**Required work**: Print the full listing below exactly, keeping every character as it stands.

□ □ □ □

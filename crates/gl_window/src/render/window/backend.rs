//! Host windowing system contract
//!
//! This module defines the narrow set of operations the [`Window`](super::Window)
//! needs from the platform windowing library. The production implementation
//! is GLFW (`render::opengl`); tests drive the window through a headless host
//! with a simulated clock.
//!
//! The contract is split in two:
//! - [`WindowHost`]: process-wide library state (init, hints, monitors, surface creation, time)
//! - [`HostSurface`]: one native window and its OpenGL context

use crate::core::ContextConfig;
use crate::input::{KeyCode, MouseEvent};
use crate::render::window::monitor::Monitor;
use crate::render::window::WindowResult;

/// Process-wide windowing library handle
///
/// Acquiring a host initializes the library; dropping the last host tears it
/// down. Hosts are not `Send`: every call happens on the thread that created it.
pub trait WindowHost: Sized {
    /// Native monitor type lent out while resolving the primary display
    type Monitor;

    /// Native window plus context created by this host
    type Surface: HostSurface;

    /// Initialize the windowing library
    fn init() -> WindowResult<Self>;

    /// Apply OpenGL context hints for surfaces created afterwards
    ///
    /// The profile is always core; `context` supplies version and sample count.
    fn apply_context_hints(&mut self, context: &ContextConfig);

    /// Run `f` with the primary monitor
    ///
    /// The monitor handle is only valid inside `f`. When no display is
    /// available `f` receives [`Monitor::none`].
    fn with_primary_monitor<T, F>(&mut self, f: F) -> T
    where
        F: FnOnce(&mut Self, Monitor<'_, Self::Monitor>) -> T;

    /// Create a surface, fullscreen on `monitor` when one is given
    ///
    /// Returns `None` when the library refuses to create the window.
    fn create_surface(
        &mut self,
        width: u32,
        height: u32,
        title: &str,
        monitor: Option<&Self::Monitor>,
    ) -> Option<Self::Surface>;

    /// Monotonic time in seconds since the library was initialized
    fn time(&self) -> f64;
}

/// One native window and its rendering context
pub trait HostSurface {
    /// Whether a close was requested by the user or the application
    fn should_close(&self) -> bool;

    /// Set or clear the close request flag
    fn set_should_close(&mut self, should_close: bool);

    /// Bind this surface's context to the calling thread
    fn make_current(&mut self);

    /// Present the back buffer
    fn swap_buffers(&mut self);

    /// Pump pending events, handing each mouse event to `sink` in arrival order
    fn poll_events(&mut self, sink: &mut dyn FnMut(MouseEvent));

    /// Whether `key` is currently held down
    fn is_key_pressed(&self, key: KeyCode) -> bool;

    /// Hide the cursor and allow unbounded movement (`true`), or restore it
    fn set_cursor_captured(&mut self, captured: bool);

    /// Start or stop delivering mouse events from [`poll_events`](Self::poll_events)
    fn set_mouse_polling(&mut self, enabled: bool);

    /// Replace the title bar text
    fn set_title(&mut self, title: &str);

    /// Current client area size in pixels
    fn size(&self) -> (u32, u32);
}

□ □ □ □

**Exercise answer**:
filename crates/gl_window/src/render/window/backend.rs
//! Host windowing system contract
//!
//! This module defines the narrow set of operations the [`Window`](super::Window)
//! needs from the platform windowing library. The production implementation
//! is GLFW (`render::opengl`); tests drive the window through a headless host
//! with a simulated clock.
//!
//! The contract is split in two:
//! - [`WindowHost`]: process-wide library state (init, hints, monitors, surface creation, time)
//! - [`HostSurface`]: one native window and its OpenGL context

use crate::core::ContextConfig;
use crate::input::{KeyCode, MouseEvent};
use crate::render::window::monitor::Monitor;
use crate::render::window::WindowResult;

/// Process-wide windowing library handle
///
/// Acquiring a host initializes the library; dropping the last host tears it
/// down. Hosts are not `Send`: every call happens on the thread that created it.
pub trait WindowHost: Sized {
    /// Native monitor type lent out while resolving the primary display
    type Monitor;

    /// Native window plus context created by this host
    type Surface: HostSurface;

    /// Initialize the windowing library
    fn init() -> WindowResult<Self>;

    /// Apply OpenGL context hints for surfaces created afterwards
    ///
    /// The profile is always core; `context` supplies version and sample count.
    fn apply_context_hints(&mut self, context: &ContextConfig);

    /// Run `f` with the primary monitor
    ///
    /// The monitor handle is only valid inside `f`. When no display is
    /// available `f` receives [`Monitor::none`].
    fn with_primary_monitor<T, F>(&mut self, f: F) -> T
    where
        F: FnOnce(&mut Self, Monitor<'_, Self::Monitor>) -> T;

    /// Create a surface, fullscreen on `monitor` when one is given
    ///
    /// Returns `None` when the library refuses to create the window.
    fn create_surface(
        &mut self,
        width: u32,
        height: u32,
        title: &str,
        monitor: Option<&Self::Monitor>,
    ) -> Option<Self::Surface>;

    /// Monotonic time in seconds since the library was initialized
    fn time(&self) -> f64;
}

/// One native window and its rendering context
pub trait HostSurface {
    /// Whether a close was requested by the user or the application
    fn should_close(&self) -> bool;

    /// Set or clear the close request flag
    fn set_should_close(&mut self, should_close: bool);

    /// Bind this surface's context to the calling thread
    fn make_current(&mut self);

    /// Present the back buffer
    fn swap_buffers(&mut self);

    /// Pump pending events, handing each mouse event to `sink` in arrival order
    fn poll_events(&mut self, sink: &mut dyn FnMut(MouseEvent));

    /// Whether `key` is currently held down
    fn is_key_pressed(&self, key: KeyCode) -> bool;

    /// Hide the cursor and allow unbounded movement (`true`), or restore it
    fn set_cursor_captured(&mut self, captured: bool);

    /// Start or stop delivering mouse events from [`poll_events`](Self::poll_events)
    fn set_mouse_polling(&mut self, enabled: bool);

    /// Replace the title bar text
    fn set_title(&mut self, title: &str);

    /// Current client area size in pixels
    fn size(&self) -> (u32, u32);
}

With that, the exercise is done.